Анализ зарубежной литературы по общим проблемам управления конфликтами показывает, что складывающаяся в этой сфере общественная практика в основном ориентируется на формирование институциональных механизмов (создание и раз­витие соответствующих законодательных, исполнительных, консультативных и дру­гих служб) и на распространение идей общественного согласия, социального парт­нерства и т. д.

Надежды подобного рода в немалой степени опирались на точку зрения, распро­страненную среди специалистов по проблемам общественных трудовых отноше­ний, согласно которой из общественной жизни уходят разрушительные индустри­альные конфликты (Р. Дарендорф) и, напротив, появляются институциональные механизмы управления конфликтами. Примером подобной системы регулирования общественных отношений, использовавшейся в последние десятилетия, являлась доктрина так называемой «производственной демократии», базирующаяся на прин­ципах равного представительства, паритетности, равенства, гласности и т. д. Оце­нивая успехи системы производственной демократии, специалисты квалифициро­вали ее как «оптимальный вариант удержания конфликта в рамках конструктивно­го режима» (Социальные конфликты в современном обществе, 1993, с. 72).

При этом признается, что в целом трудовые отношения сохраняют конфликт­ный характер. Однако конфликтная модель взаимодействия, характерная для них, как считается, уже не является деструктивно-конфликтной, а может быть более точно определена как «конфликтное сотрудничество» (там же, с, 109). Тем самым, по мнению специалистов, в странах Запада утверждалась новая модель конфликт­ного взаимодействия — функционально-конфликтная.

Отечественные исследователи считают, что регулирование конфликтов (по край­ней мере, в сфере трудовых отношений) будет идти по пути разработки и введения соот­ветствующего законодательства. Как и во многих западных странах, создается система социального партнерства, уже доказавшая в ряде случаев свою эффективность в отно­шении снижения уровня конфликтности. В целом, проблема регулирования соци­альных конфликтов является сейчас одной из центральных в отечественной конфлик­тологической литературе. Фактический в области трудовых отношений, и в сфере дру­гих общественных отношений речь идет о поиске таких институциональных механизмов, которые давали бы возможность легитимизации конфликта и в то же время способ­ствовали выработке соглашения за счет обеспечения некоего баланса — механизма «сдержек» и противовесов (Мигранян, 1988, с. 104-105).

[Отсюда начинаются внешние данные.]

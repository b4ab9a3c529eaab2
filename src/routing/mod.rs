//! Routing subsystem.
//!
//! # Data Flow
//! ```text
//! Incoming Request (method, path?query)
//!     → router.rs (scan route table)
//!     → matcher.rs (anchored pattern, named params, query capture)
//!     → Return: matched Route + params, or NoMatch
//!
//! Route Compilation (at startup):
//!     "/tasks/:id" templates
//!     → compile into anchored regexes
//!     → freeze as immutable RouteTable
//! ```
//!
//! # Design Decisions
//! - Routes compiled at startup, immutable at runtime
//! - Deterministic: same input always matches same route
//! - First match wins (declaration order)

pub mod matcher;
pub mod router;

pub use matcher::{PathMatch, PathPattern};
pub use router::{Handler, Route, RouteMatch, RouteTable};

Вместе с тем реалии современной жизни скорее опровергают первоначальные оптимистические прогнозы конфликтологов. Их надежды на создание эффективных технологий разрешения конфликтов, которые спасут мир от разрушительных потря­сений, похоже, не вполне оправдываются. Столь же негарантированными следует считать шансы на то, что грядущее столетие принесет нам более цивилизованные формы конфликтов, которые уже не будут иметь такой деструктивный характер. Специалисты считают, например, что опасность, исходящая от этнических конф­ликтов, не меньше, чем угроза ядерной войны в прошлом. На процесс возникнове­ния конфликтов начинают оказывать влияние такие факторы групповой идентично­сти, как тендерные, расовые, религиозные, этнические различия, социально-эконо­мический статус, сексуальная ориентация, тип культуры, языка, национальности и др. (Boardman, Horowitz, 1994). А наши недостаточные знания в этих областях не дают уверенности, что мы располагаем технологиями, позволяющими распозна­вать и предупреждать конфликты на этой почве.

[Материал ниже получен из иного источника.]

//! Shared utilities for integration and load testing.

#![allow(dead_code)]

use std::net::SocketAddr;
use std::path::PathBuf;
use std::time::Duration;

use task_api::{ApiConfig, ApiServer, Database, Shutdown};
use tempfile::TempDir;
use tokio::net::TcpListener;
use tokio::task::JoinHandle;

/// A running server on an ephemeral port, backed by a temp data file.
pub struct TestServer {
    pub addr: SocketAddr,
    pub database: Database,
    pub data_file: PathBuf,
    shutdown: Shutdown,
    handle: JoinHandle<()>,
    _dir: TempDir,
}

impl TestServer {
    pub fn url(&self, path: &str) -> String {
        format!("http://{}{}", self.addr, path)
    }

    /// Stop the server and wait for the final flush.
    pub async fn stop(self) -> TempDir {
        self.shutdown.trigger();
        let _ = tokio::time::timeout(Duration::from_secs(5), self.handle).await;
        self._dir
    }
}

/// Start a server with default configuration.
pub async fn start_server() -> TestServer {
    start_server_with(ApiConfig::default()).await
}

pub async fn start_server_with(mut config: ApiConfig) -> TestServer {
    let dir = tempfile::tempdir().unwrap();
    let data_file = dir.path().join("db.json");
    config.storage.data_file = data_file.clone();

    let database = Database::open(&data_file).await.unwrap();
    let listener = TcpListener::bind("127.0.0.1:0").await.unwrap();
    let addr = listener.local_addr().unwrap();

    let shutdown = Shutdown::new();
    let server = ApiServer::new(config, database.clone());
    let server_shutdown = shutdown.subscribe();
    let handle = tokio::spawn(async move {
        let _ = server.run(listener, server_shutdown).await;
    });

    TestServer {
        addr,
        database,
        data_file,
        shutdown,
        handle,
        _dir: dir,
    }
}

pub fn client() -> reqwest::Client {
    reqwest::Client::builder().no_proxy().build().unwrap()
}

Отечественная конфликтология также ставит задачу прогнозирования и профи­лактики конфликтности. Однако, как справедливо замечают Анцупов и Шипилов, прогнозирование возможных конфликтов требует высокого уровня развития конф­ликтологии, разработки описательных и объяснительных моделей конфликтов и соответствующих методик. Что же касается мер профилактики конфликтности, то в основном они пока что ограничиваются общими рекомендациями по оптимизации функционирования организаций, поведению участников взаимодействия и т. д. (Анцу­пов. Шипилов, 1999).

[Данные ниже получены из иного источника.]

//! Task API server.
//!
//! A small CRUD service for users and tasks built with Tokio and Axum.
//!
//! # Architecture Overview
//!
//! ```text
//!                        ┌──────────────────────────────────────────────┐
//!                        │                  TASK API                    │
//!                        │                                              │
//!   Client Request       │  ┌──────────┐    ┌────────────┐              │
//!   ─────────────────────┼─▶│   http   │───▶│  routing   │              │
//!                        │  │  server  │    │ route table│              │
//!                        │  └──────────┘    └─────┬──────┘              │
//!                        │                        │                     │
//!                        │                        ▼                     │
//!   Client Response      │  ┌──────────┐    ┌────────────┐   ┌───────┐  │
//!   ◀────────────────────┼──│ response │◀───│ resources  │──▶│ store │──┼──▶ db.json
//!                        │  │  (JSON)  │    │users/tasks │   │       │  │
//!                        │  └──────────┘    └────────────┘   └───────┘  │
//!                        │                                              │
//!                        │  config · observability · lifecycle          │
//!                        └──────────────────────────────────────────────┘
//! ```

use std::net::SocketAddr;
use std::path::PathBuf;

use clap::Parser;
use tokio::net::TcpListener;

use task_api::config::{load_config, validate_config, ApiConfig, ConfigError};
use task_api::observability::{logging, metrics};
use task_api::{ApiServer, Database, Shutdown};

#[derive(Parser)]
#[command(name = "task-api")]
#[command(about = "CRUD API for users and tasks backed by a JSON file", long_about = None)]
struct Cli {
    /// TOML configuration file.
    #[arg(short, long)]
    config: Option<PathBuf>,

    /// Override the listener bind address.
    #[arg(short, long)]
    bind: Option<String>,

    /// Override the data file location.
    #[arg(short, long)]
    data_file: Option<PathBuf>,
}

#[tokio::main]
async fn main() -> Result<(), Box<dyn std::error::Error>> {
    let cli = Cli::parse();

    let mut config = match &cli.config {
        Some(path) => load_config(path)?,
        None => ApiConfig::default(),
    };
    if let Some(bind) = cli.bind {
        config.listener.bind_address = bind;
    }
    if let Some(data_file) = cli.data_file {
        config.storage.data_file = data_file;
    }
    validate_config(&config).map_err(ConfigError::Validation)?;

    logging::init_logging(&config.observability.log_level);

    tracing::info!("task-api v{} starting", env!("CARGO_PKG_VERSION"));
    tracing::info!(
        bind_address = %config.listener.bind_address,
        data_file = %config.storage.resolved_path().display(),
        request_timeout_secs = config.timeouts.request_secs,
        "Configuration loaded"
    );

    if config.observability.metrics_enabled {
        let addr: SocketAddr = config.observability.metrics_address.parse()?;
        metrics::init_metrics(addr);
    }

    let database = Database::open(config.storage.resolved_path()).await?;

    let listener = TcpListener::bind(&config.listener.bind_address).await?;
    tracing::info!(address = %listener.local_addr()?, "Listening for connections");

    let shutdown = Shutdown::new();
    shutdown.trigger_on_signal();

    let server = ApiServer::new(config, database);
    server.run(listener, shutdown.subscribe()).await?;

    tracing::info!("Shutdown complete");
    Ok(())
}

Обобщая содержание, вкладываемое разными авторами в понятие управления конфликтами, можно сказать, что оно подразумевает процесс контролирования конфликта самими участниками или внешними силами (общественными институ­тами, властью, предпринимателями, специальными лицами и т. д.). Такое понима­ние управления конфликтом распространяется на различные уровни его возникно­вения — от межгосударственного до межличностного, поскольку во всех случаях участники конфликта, столкнувшись с разногласиями по какому-либо вопросу, спо­собны локализовать конфликт, ограничить его определенными рамками, не допус­кая его эскалации и тем самым управляя им. Когда психолог работает с каким-то семейным конфликтом, можно сказать, что, хотя конфликт и не разрешен, он нахо­дится под контролем.

Довольно часто используется понятие урегулирования конфликта.Тем не менее его концептуальные границы остаются неопределенными. Если исходить из контекста его употребления, урегулирование часто понимается как «мягкое» воздействие на Конфликт, а также как его частичное или временное решение. В этом смысле урегули­рование описывается, например, как «результат организованного успешного побуж­дения (или принуждения) одного из противников к тому или иному типу действий, выгодному другой стороне или посреднику. Достигнутый таким образом "мир", или компромисс, непрочен и недолговечен: поскольку исходная причина соперничества не устранена, постконфликтные отношения противников остаются чреватыми новой вспышкой борьбы» (Социальный конфликт, 1991, с. 54). Иногда используется и по­нятие консенсуса, которое, несмотря на давнее происхождение (Труевцева, 1994), так и не приобрело статус научного термина с четко определенным содержанием.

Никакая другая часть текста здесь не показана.